> _To do_
Pick every line from the data below that contains the string "Attribute" and copy it.
━━━━━ Listed entries
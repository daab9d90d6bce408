// Protected Call Tests for PL/Lua
// These tests verify savepoint isolation of subtransaction() and the double-fault path

use pllua::error::ErrorReport;
use pllua::host::MemoryHost;
use pllua::routine::RoutineDefinition;
use pllua::types::{oid, Attribute};
use pllua::{CallContext, CallOutcome, Datum, Engine, Error, Options};
use std::rc::Rc;

fn setup() -> (Rc<MemoryHost>, Engine) {
    env_logger::try_init().ok();
    let host = Rc::new(MemoryHost::new());
    host.define_table("items", vec![Attribute::new("id", oid::INT4), Attribute::new("name", oid::TEXT)]);
    host.define_insert("insert into items values ($1, $2)", "items");
    host.define_select("select * from items", "items");
    host.fail_statement(
        "select broken",
        ErrorReport::new("division by zero").with_code("22012").with_hint("check the divisor"),
    );
    let engine = Engine::new(host.clone(), Options::default()).unwrap();
    (host, engine)
}

const PREPARE: &str = "local ins = server.prepare('insert into items values ($1, $2)', {'integer', 'text'})\n";

fn text(engine: &Engine, routine: u32) -> Option<Datum> {
    match engine.invoke(routine, &[], CallContext::Function).unwrap() {
        CallOutcome::Value(v) => v,
        other => panic!("unexpected outcome {:?}", other),
    }
}

/// Test work done inside a failed subtransaction is rolled back
#[test]
fn test_failed_body_rolls_back() {
    let (host, engine) = setup();
    let source = format!(
        "{}ins:execute({{1, 'kept'}})
        local ok, err = subtransaction(function()
            ins:execute({{2, 'lost'}})
            error('inner failure')
        end)
        assert(not ok)
        return err",
        PREPARE
    );
    let f = host.create_routine(RoutineDefinition::new(0, "f", source, oid::TEXT));

    match text(&engine, f) {
        Some(Datum::Text(msg)) => assert!(msg.contains("inner failure"), "{}", msg),
        other => panic!("expected the raised message, got {:?}", other),
    }
    let rows = host.table_rows("items");
    assert_eq!(rows.len(), 1);
    assert_eq!(rows[0][1], Some(Datum::Text("kept".into())));
    assert_eq!(host.savepoint_depth(), 0);
}

/// Test a successful subtransaction returns true followed by the body's results
#[test]
fn test_successful_body() {
    let (host, engine) = setup();
    let source = format!(
        "{}local ok, a, b = subtransaction(function(x) ins:execute({{x, 'in'}}) return x, 'done' end, 7)
        return tostring(ok) .. ':' .. a .. ':' .. b",
        PREPARE
    );
    let f = host.create_routine(RoutineDefinition::new(0, "f", source, oid::TEXT));
    assert_eq!(text(&engine, f), Some(Datum::Text("true:7:done".into())));
    assert_eq!(host.table_rows("items").len(), 1);
    assert_eq!(host.savepoint_depth(), 0);
}

/// Test raised tables come back unchanged
#[test]
fn test_raised_table_is_returned_as_is() {
    let (host, engine) = setup();
    let f = host.create_routine(RoutineDefinition::new(
        0,
        "f",
        "local marker = { code = 42 }
        local ok, err = subtransaction(function() error(marker) end)
        return (not ok and err == marker) and err.code or -1",
        oid::INT4,
    ));
    assert_eq!(text(&engine, f), Some(Datum::Int4(42)));
}

/// Test host errors come back as structured report tables
#[test]
fn test_host_error_becomes_report_table() {
    let (host, engine) = setup();
    let f = host.create_routine(RoutineDefinition::new(
        0,
        "f",
        "local ok, err = subtransaction(server.execute, 'select broken')
        return table.concat({ tostring(ok), err.sqlerrcode, err.hint, tostring(err) }, '|')",
        oid::TEXT,
    ));
    assert_eq!(text(&engine, f), Some(Datum::Text("false|22012|check the divisor|division by zero".into())));
}

/// Test nested subtransactions unwind independently
#[test]
fn test_nested_subtransactions() {
    let (host, engine) = setup();
    let source = format!(
        "{}local ok = subtransaction(function()
            ins:execute({{1, 'outer'}})
            local inner_ok = subtransaction(function()
                ins:execute({{2, 'inner'}})
                error('inner only')
            end)
            assert(not inner_ok)
            ins:execute({{3, 'after'}})
        end)
        return ok",
        PREPARE
    );
    let f = host.create_routine(RoutineDefinition::new(0, "f", source, oid::BOOL));
    assert_eq!(text(&engine, f), Some(Datum::Bool(true)));

    let ids: Vec<_> = host.table_rows("items").into_iter().map(|r| r[0].clone()).collect();
    assert_eq!(ids, vec![Some(Datum::Int4(1)), Some(Datum::Int4(3))]);
    assert_eq!(host.savepoint_depth(), 0);
}

/// Test subtransaction refuses non-function arguments and calls outside a transaction
#[test]
fn test_argument_and_transaction_checks() {
    let (host, engine) = setup();
    let f = host.create_routine(RoutineDefinition::new(0, "f", "subtransaction(42)", oid::VOID));
    let err = engine.invoke(f, &[], CallContext::Function).unwrap_err();
    assert!(err.to_string().contains("expects a function"), "{}", err);

    host.set_in_transaction(false);
    let g = host.create_routine(RoutineDefinition::new(0, "g", "subtransaction(function() end)", oid::VOID));
    let err = engine.invoke(g, &[], CallContext::Function).unwrap_err();
    assert!(err.to_string().contains("out of transaction"), "{}", err);
}

/// Test a failed rollback poisons the engine
#[test]
fn test_double_fault_poisons_engine() {
    let (host, engine) = setup();
    let f = host.create_routine(RoutineDefinition::new(
        0,
        "f",
        "local ok, err = subtransaction(function() error('first') end) return 1",
        oid::INT4,
    ));
    let good = host.create_routine(RoutineDefinition::new(0, "good", "return 1", oid::INT4));

    host.fail_next_rollback();
    let err = engine.invoke(f, &[], CallContext::Function).unwrap_err();
    assert!(err.is_fatal(), "{:?}", err);
    assert!(engine.is_poisoned());

    let err = engine.invoke(good, &[], CallContext::Function).unwrap_err();
    assert!(matches!(err, Error::Fatal(_)));
    assert!(engine.validate(good).is_err());
}
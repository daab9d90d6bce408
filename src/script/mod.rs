//! Script-side values and the Lua bridge.
//!
//! [`ScriptValue`] is the closed set of values the marshaling engine
//! produces and consumes. It is deliberately independent of the VM so that
//! conversions can be reasoned about (and tested) without one; [`lua`] moves
//! values between this model and live Lua values.

pub(crate) mod lua;
pub(crate) mod sandbox;
mod tuple;

pub use tuple::{TupleState, TupleValue};

use bytes::Bytes;
use std::collections::BTreeMap;
use std::fmt;

/// Table key. Integer keys sort before string keys.
#[derive(Debug, Clone, PartialEq, Eq, PartialOrd, Ord, Hash)]
pub enum ScriptKey {
    /// Integer key.
    Integer(i64),
    /// String key.
    String(String),
}

impl From<i64> for ScriptKey {
    fn from(i: i64) -> Self {
        ScriptKey::Integer(i)
    }
}

impl From<i32> for ScriptKey {
    fn from(i: i32) -> Self {
        ScriptKey::Integer(i as i64)
    }
}

impl From<&str> for ScriptKey {
    fn from(s: &str) -> Self {
        ScriptKey::String(s.to_string())
    }
}

impl fmt::Display for ScriptKey {
    fn fmt(&self, f: &mut fmt::Formatter<'_>) -> fmt::Result {
        match self {
            ScriptKey::Integer(i) => write!(f, "{}", i),
            ScriptKey::String(s) => f.write_str(s),
        }
    }
}

/// Script table.
pub type ScriptTable = BTreeMap<ScriptKey, ScriptValue>;

impl From<&str> for ScriptValue {
    fn from(s: &str) -> Self {
        ScriptValue::String(Bytes::copy_from_slice(s.as_bytes()))
    }
}

/// A value on the script side of the boundary.
#[derive(Debug, Clone, PartialEq)]
pub enum ScriptValue {
    /// nil
    Nil,
    /// boolean
    Boolean(bool),
    /// integer
    Integer(i64),
    /// float
    Number(f64),
    /// byte string
    String(Bytes),
    /// table
    Table(ScriptTable),
    /// row object
    Tuple(TupleValue),
    /// cursor, by portal name
    Cursor(String),
}

impl ScriptValue {
    /// Creates a string value.
    pub fn string(s: impl Into<String>) -> Self {
        ScriptValue::String(Bytes::from(s.into()))
    }

    /// Creates a table from key/value pairs.
    pub fn table<K: Into<ScriptKey>>(entries: impl IntoIterator<Item = (K, ScriptValue)>) -> Self {
        ScriptValue::Table(entries.into_iter().map(|(k, v)| (k.into(), v)).collect())
    }

    /// Creates a sequence table with keys 1..=n.
    pub fn sequence(values: impl IntoIterator<Item = ScriptValue>) -> Self {
        ScriptValue::Table(
            values.into_iter().enumerate().map(|(i, v)| (ScriptKey::Integer(i as i64 + 1), v)).collect(),
        )
    }

    /// Lua type name of the value.
    pub fn type_name(&self) -> &'static str {
        match self {
            ScriptValue::Nil => "nil",
            ScriptValue::Boolean(_) => "boolean",
            ScriptValue::Integer(_) | ScriptValue::Number(_) => "number",
            ScriptValue::String(_) => "string",
            ScriptValue::Table(_) => "table",
            ScriptValue::Tuple(_) => "tuple",
            ScriptValue::Cursor(_) => "cursor",
        }
    }

    /// The string contents, when this is a valid UTF-8 string.
    pub fn as_str(&self) -> Option<&str> {
        match self {
            ScriptValue::String(b) => std::str::from_utf8(b).ok(),
            _ => None,
        }
    }

    /// True for nil.
    pub fn is_nil(&self) -> bool {
        matches!(self, ScriptValue::Nil)
    }
}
━━━━━━━━━━
> _Response for this exercise_
use pllua::types::{oid, Attribute};
    host.define_table("items", vec![Attribute::new("id", oid::INT4), Attribute::new("name", oid::TEXT)]);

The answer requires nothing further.